Все, что говорила ему Фира о Дуне, пронизывала нежная и совершенно бескорыстная любовь. И Кортин, сравнивая, подумал потом о Гите и Ирме, которые вместе с Фирой образовывали как бы особый, самый близкий и давний круг Дуниных подруг. Несомненно, Гита и Ирма также очень любили свою Диночку. Но они, допускал Кортин, привыкли считать ее со всем богатством ее души и телесной ущемленностью как бы своим достоянием, данным им в ответ на их преданную любовь к ней. И оттого они подсознательно ревновали ее к нему, к ее образовавшемуся счастью и даже, быть может, безотчетно завидовали той полноте жизни, которая пришла к ней с его появлением и чего они сами в той или иной мере были лишены. Видимо, здесь крылась и одна из причин их поведения осенью, когда они, обе не работающие, не обремененные семьей женщины, ничем не помогли ему в домашнем уходе за Дуней и бытовых делах в те самые трудные месяцы. И почему отдалились от него теперь, после похорон. Впрочем, причин было много, а связывала их только Дуня.
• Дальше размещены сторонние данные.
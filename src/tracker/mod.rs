//! Face tracking boundary for the moodfeed engine.
//!
//! Video capture and the landmark model itself live outside this crate.
//! This module provides the producers that stand in for that black box:
//! replay of recorded landmark frames, and a synthetic generator for demos
//! and tests. Both deliver [`TrackerEvent`]s over a bounded channel from a
//! background thread: `Ready` once, then zero-or-more-face frames.

pub mod replay;
pub mod synthetic;
pub mod types;

// Re-export commonly used types
pub use replay::ReplayTracker;
pub use synthetic::SyntheticTracker;
pub use types::{
    FaceObservation, Point, RecordedFace, ReplayFrame, TrackerEvent, LEFT_MOUTH_CORNER,
    LOWER_LIP_CENTER, RIGHT_MOUTH_CORNER, UPPER_LIP_CENTER,
};

use crossbeam_channel::Receiver;
use serde::{Deserialize, Serialize};
use std::path::PathBuf;
use std::time::Duration;

/// Detection configuration handed to the tracking model.
#[derive(Debug, Clone, Serialize, Deserialize)]
pub struct TrackerConfig {
    /// Maximum number of faces the model tracks per frame.
    pub max_faces: usize,
    /// Whether the model refines lip/eye landmark positions.
    pub refine_landmarks: bool,
    /// Whether the input image is mirrored before detection.
    pub mirror_input: bool,
    /// How simultaneous faces collapse into one expression update.
    pub aggregation: AggregationPolicy,
}

impl Default for TrackerConfig {
    fn default() -> Self {
        Self {
            max_faces: 1,
            refine_landmarks: true,
            mirror_input: false,
            aggregation: AggregationPolicy::Last,
        }
    }
}

/// Aggregation policy for frames carrying more than one face.
#[derive(Debug, Clone, Copy, PartialEq, Eq, Serialize, Deserialize)]
#[serde(rename_all = "snake_case")]
pub enum AggregationPolicy {
    /// The last face in frame order wins.
    Last,
    /// The first face in frame order wins.
    First,
    /// Average the per-face expression estimates.
    Average,
}

/// Errors raised by tracker producers.
#[derive(Debug)]
pub enum TrackerError {
    AlreadyRunning,
    Io(String),
    Malformed { line: usize, message: String },
}

impl std::fmt::Display for TrackerError {
    fn fmt(&self, f: &mut std::fmt::Formatter<'_>) -> std::fmt::Result {
        match self {
            TrackerError::AlreadyRunning => write!(f, "Tracker is already running"),
            TrackerError::Io(e) => write!(f, "IO error: {e}"),
            TrackerError::Malformed { line, message } => {
                write!(f, "Malformed recording at line {line}: {message}")
            }
        }
    }
}

impl std::error::Error for TrackerError {}

/// Runtime-selected tracker producer.
pub enum Tracker {
    Replay(ReplayTracker),
    Synthetic(SyntheticTracker),
}

impl Tracker {
    /// Replay a landmark recording in a loop at the given frame cadence.
    pub fn replay(path: PathBuf, frame_interval: Duration) -> Self {
        Tracker::Replay(ReplayTracker::new(path, frame_interval).looped())
    }

    /// Generate synthetic smile/frown sweeps at the given frame cadence.
    pub fn synthetic(frame_interval: Duration) -> Self {
        Tracker::Synthetic(SyntheticTracker::new(frame_interval))
    }

    pub fn start(&mut self) -> Result<(), TrackerError> {
        match self {
            Tracker::Replay(t) => t.start(),
            Tracker::Synthetic(t) => t.start(),
        }
    }

    pub fn stop(&mut self) {
        match self {
            Tracker::Replay(t) => t.stop(),
            Tracker::Synthetic(t) => t.stop(),
        }
    }

    pub fn receiver(&self) -> &Receiver<TrackerEvent> {
        match self {
            Tracker::Replay(t) => t.receiver(),
            Tracker::Synthetic(t) => t.receiver(),
        }
    }
}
Разговор с Фирой принес ему неожиданное облегчение. Подняло дух признание ею Дуниного счастья с ним. Это признание утишило еще одно его мучение из-за того, что он так и не предложил Дуне стать его «законной» женой, не доставил ей этого женского удовлетворения и радости, процеплявшись за свою пустопорожнюю формальную независимость.
Поднявшееся настроение подтолкнуло его приняться за ответное письмо Дуниному отцу. До недавнего времени это был еще вполне бодрый человек, приезжавший несколько лет подряд в Москву из своего районного городка на Северном Кавказе повидаться с дочерью и проконсультироваться со столичными врачами насчет своих побаливающих ног. Был он высок, широкогруд, с наголо бритой крупной головой и держался прямо, сохраняя облик и повадку кавалериста времен Гражданской войны, а заметно сдал год назад, когда приезжал в последний раз. Поэтому телеграмму о смерти Дуни Кортин послал на имя его жены, которая была много моложе, чтобы его подготовили к этому известию. Но Андрей Александрович тотчас позвонил сам и сообщил, что на похороны вылетает сын Валерий. В его голосе, басовитом и твердом, не слышалось ни подавленности, ни тем более слезливости. Он словно не допустил в себя разрушительное горе. Проявились, должно быть, его солдатская закваска и самозащита возраста.